--- START ---

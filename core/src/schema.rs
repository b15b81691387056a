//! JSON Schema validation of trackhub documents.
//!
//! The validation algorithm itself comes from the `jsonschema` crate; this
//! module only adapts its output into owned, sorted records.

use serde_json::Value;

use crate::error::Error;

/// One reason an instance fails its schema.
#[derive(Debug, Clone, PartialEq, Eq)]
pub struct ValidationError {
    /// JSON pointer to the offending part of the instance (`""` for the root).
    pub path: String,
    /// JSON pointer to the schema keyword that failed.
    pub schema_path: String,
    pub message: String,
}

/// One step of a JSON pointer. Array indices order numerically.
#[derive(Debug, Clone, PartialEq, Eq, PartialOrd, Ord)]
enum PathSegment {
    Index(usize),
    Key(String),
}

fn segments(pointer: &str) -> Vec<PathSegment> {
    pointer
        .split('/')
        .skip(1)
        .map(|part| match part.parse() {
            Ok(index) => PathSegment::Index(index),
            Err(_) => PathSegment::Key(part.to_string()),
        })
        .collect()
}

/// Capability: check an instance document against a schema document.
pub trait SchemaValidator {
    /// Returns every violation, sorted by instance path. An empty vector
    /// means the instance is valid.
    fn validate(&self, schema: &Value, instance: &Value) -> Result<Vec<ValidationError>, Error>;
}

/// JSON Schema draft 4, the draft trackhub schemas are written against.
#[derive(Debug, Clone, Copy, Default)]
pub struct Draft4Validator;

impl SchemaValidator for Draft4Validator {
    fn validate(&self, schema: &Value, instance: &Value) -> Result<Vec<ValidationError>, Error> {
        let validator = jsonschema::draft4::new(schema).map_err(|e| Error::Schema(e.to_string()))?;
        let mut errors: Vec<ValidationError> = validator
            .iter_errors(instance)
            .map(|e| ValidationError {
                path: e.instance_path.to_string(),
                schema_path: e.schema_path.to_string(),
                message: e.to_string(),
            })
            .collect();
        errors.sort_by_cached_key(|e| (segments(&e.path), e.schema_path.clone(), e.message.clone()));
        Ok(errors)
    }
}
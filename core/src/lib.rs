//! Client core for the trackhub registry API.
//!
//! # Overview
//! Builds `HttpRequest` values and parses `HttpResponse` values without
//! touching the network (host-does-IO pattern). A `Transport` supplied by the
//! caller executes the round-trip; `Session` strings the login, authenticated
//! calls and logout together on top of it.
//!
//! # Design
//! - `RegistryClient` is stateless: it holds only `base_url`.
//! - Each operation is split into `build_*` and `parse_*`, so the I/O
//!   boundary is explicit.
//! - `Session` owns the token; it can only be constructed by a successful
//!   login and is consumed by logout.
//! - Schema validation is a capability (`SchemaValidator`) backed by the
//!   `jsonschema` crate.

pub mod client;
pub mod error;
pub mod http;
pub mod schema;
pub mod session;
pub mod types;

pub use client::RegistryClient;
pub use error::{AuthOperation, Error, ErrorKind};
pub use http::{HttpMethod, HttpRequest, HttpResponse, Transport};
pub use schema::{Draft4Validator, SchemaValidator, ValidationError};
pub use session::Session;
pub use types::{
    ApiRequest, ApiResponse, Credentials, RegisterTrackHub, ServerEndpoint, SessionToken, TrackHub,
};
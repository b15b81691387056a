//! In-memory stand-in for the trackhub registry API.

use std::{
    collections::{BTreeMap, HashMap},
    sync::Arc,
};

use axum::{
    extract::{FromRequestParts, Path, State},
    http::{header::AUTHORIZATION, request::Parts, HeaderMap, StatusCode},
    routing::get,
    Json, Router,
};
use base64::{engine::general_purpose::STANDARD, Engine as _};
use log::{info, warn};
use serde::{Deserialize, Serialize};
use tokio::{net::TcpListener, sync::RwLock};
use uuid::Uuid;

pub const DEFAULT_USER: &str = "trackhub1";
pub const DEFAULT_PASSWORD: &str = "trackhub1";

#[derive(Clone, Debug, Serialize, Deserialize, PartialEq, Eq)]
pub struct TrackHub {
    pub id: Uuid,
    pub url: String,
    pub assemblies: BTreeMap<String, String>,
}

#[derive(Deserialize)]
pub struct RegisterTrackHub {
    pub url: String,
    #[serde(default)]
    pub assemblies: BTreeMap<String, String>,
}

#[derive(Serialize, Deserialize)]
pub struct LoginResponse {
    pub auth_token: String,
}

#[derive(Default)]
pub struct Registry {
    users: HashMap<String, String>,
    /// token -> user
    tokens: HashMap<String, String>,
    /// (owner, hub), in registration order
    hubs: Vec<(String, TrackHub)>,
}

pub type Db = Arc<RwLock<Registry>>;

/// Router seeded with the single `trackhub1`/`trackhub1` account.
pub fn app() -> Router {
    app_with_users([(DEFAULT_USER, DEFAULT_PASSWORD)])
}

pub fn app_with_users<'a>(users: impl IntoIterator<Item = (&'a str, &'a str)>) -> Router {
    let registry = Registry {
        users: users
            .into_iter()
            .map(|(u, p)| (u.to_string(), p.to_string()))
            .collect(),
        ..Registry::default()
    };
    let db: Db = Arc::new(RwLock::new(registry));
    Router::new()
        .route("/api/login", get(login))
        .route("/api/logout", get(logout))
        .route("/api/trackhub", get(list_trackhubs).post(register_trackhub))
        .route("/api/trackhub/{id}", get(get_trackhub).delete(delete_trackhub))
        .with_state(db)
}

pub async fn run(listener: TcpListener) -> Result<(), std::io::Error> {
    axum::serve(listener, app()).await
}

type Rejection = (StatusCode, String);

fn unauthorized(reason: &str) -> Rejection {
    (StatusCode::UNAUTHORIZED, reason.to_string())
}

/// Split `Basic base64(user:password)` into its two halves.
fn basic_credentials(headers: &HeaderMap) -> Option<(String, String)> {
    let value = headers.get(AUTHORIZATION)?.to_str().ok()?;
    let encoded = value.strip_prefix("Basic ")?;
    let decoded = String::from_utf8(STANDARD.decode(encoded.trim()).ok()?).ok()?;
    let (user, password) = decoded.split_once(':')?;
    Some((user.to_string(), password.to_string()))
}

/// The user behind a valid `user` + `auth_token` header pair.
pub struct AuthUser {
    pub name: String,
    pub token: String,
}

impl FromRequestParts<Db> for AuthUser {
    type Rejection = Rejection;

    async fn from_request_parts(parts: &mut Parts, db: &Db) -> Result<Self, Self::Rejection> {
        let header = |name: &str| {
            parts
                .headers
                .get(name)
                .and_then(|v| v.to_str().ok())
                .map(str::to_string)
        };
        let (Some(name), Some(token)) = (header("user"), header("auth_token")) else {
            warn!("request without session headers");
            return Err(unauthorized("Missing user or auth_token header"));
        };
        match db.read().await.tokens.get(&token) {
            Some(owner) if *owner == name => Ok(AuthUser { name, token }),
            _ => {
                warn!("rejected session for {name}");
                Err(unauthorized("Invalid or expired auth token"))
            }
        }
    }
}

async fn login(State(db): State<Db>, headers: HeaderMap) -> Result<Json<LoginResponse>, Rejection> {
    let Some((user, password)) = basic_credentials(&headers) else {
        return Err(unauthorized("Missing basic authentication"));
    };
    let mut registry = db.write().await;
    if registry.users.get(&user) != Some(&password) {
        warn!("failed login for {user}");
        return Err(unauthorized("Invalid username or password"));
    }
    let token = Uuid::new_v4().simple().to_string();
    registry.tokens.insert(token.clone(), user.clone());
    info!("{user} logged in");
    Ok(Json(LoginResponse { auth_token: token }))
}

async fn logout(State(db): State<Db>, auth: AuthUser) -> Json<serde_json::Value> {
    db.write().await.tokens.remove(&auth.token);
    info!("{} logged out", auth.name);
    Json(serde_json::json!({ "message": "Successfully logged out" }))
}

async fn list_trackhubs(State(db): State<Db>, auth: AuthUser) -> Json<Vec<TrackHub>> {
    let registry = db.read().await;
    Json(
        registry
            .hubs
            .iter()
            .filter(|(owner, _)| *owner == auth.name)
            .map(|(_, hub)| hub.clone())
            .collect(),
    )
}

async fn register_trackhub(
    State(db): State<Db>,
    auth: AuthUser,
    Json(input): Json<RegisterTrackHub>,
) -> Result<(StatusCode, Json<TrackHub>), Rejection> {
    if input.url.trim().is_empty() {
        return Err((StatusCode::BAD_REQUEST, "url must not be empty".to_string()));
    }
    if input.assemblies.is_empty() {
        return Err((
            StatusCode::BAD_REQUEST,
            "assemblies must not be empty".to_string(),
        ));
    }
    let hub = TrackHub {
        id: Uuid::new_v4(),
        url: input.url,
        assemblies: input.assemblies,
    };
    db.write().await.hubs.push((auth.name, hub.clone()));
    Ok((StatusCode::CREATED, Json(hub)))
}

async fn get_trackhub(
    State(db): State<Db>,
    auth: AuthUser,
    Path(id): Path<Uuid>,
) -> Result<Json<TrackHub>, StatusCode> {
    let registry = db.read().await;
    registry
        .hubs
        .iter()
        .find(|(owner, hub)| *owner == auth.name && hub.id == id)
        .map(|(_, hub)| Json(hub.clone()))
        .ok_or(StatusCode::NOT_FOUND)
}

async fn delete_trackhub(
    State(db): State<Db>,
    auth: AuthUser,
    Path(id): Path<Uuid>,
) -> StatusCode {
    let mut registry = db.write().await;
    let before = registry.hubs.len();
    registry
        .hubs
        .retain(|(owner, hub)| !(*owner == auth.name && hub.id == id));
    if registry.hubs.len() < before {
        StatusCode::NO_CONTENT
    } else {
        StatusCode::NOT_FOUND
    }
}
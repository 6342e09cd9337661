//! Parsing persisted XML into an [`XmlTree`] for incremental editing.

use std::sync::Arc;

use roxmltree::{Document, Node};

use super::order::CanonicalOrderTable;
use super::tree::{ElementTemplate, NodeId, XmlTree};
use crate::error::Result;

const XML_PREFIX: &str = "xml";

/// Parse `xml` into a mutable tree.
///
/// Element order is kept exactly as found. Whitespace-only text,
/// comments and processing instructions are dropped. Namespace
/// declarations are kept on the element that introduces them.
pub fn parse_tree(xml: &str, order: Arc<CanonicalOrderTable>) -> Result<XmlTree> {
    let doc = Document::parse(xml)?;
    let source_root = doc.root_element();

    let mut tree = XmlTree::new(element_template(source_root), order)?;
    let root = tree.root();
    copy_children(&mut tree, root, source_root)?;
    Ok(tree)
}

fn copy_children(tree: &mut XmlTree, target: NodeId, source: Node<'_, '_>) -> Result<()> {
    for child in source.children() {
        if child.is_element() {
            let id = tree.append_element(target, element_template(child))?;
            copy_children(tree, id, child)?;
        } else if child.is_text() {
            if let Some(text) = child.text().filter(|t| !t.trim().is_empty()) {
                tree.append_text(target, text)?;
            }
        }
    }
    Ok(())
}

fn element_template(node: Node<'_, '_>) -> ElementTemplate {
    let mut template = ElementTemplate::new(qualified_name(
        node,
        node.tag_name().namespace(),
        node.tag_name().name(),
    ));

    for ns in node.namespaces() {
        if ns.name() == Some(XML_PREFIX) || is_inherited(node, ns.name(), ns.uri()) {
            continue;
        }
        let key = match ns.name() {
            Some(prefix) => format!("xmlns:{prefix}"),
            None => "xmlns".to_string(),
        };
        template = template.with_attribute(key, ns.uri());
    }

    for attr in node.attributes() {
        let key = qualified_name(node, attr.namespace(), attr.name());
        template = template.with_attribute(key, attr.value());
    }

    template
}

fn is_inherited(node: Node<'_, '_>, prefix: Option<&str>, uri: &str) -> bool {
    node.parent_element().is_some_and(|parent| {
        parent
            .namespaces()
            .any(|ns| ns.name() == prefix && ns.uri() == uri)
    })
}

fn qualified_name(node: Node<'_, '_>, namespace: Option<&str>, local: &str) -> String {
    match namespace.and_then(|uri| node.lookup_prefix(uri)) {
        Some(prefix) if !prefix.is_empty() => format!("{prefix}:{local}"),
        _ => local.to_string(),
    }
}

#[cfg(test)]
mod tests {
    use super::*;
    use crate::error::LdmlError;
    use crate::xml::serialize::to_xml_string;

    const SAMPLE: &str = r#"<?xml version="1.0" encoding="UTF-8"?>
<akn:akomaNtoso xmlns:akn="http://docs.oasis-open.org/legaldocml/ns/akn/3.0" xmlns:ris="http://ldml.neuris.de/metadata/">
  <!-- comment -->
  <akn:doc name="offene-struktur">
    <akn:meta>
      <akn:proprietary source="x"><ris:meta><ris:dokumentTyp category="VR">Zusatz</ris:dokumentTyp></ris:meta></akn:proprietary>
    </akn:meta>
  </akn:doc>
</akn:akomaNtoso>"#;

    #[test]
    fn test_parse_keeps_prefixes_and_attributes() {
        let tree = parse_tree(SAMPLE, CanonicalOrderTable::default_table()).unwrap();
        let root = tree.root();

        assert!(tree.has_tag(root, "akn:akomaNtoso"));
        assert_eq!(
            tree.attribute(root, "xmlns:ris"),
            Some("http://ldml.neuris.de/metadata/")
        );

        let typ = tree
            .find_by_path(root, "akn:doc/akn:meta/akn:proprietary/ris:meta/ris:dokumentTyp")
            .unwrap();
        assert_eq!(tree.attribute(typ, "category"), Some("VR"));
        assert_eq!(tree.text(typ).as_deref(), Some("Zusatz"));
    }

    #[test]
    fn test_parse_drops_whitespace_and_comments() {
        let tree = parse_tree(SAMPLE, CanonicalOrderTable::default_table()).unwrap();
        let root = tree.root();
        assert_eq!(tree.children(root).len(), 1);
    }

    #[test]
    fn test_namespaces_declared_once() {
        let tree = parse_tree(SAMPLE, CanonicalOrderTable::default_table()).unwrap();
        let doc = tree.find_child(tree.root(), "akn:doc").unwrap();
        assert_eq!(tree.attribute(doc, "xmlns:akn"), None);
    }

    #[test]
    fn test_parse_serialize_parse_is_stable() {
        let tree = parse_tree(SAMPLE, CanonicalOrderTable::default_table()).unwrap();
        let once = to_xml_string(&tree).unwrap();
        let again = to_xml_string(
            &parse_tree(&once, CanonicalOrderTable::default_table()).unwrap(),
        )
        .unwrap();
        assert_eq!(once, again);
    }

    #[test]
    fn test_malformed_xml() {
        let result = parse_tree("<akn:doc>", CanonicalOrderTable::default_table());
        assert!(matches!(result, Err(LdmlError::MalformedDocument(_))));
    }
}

--- END ---

» **Exercise instructions**: Of the lines above, copy each that contains "validate".

» **Output for this task**:
    fn validate(&self, schema: &Value, instance: &Value) -> Result<Vec<ValidationError>, Error>;
    fn validate(&self, schema: &Value, instance: &Value) -> Result<Vec<ValidationError>, Error> {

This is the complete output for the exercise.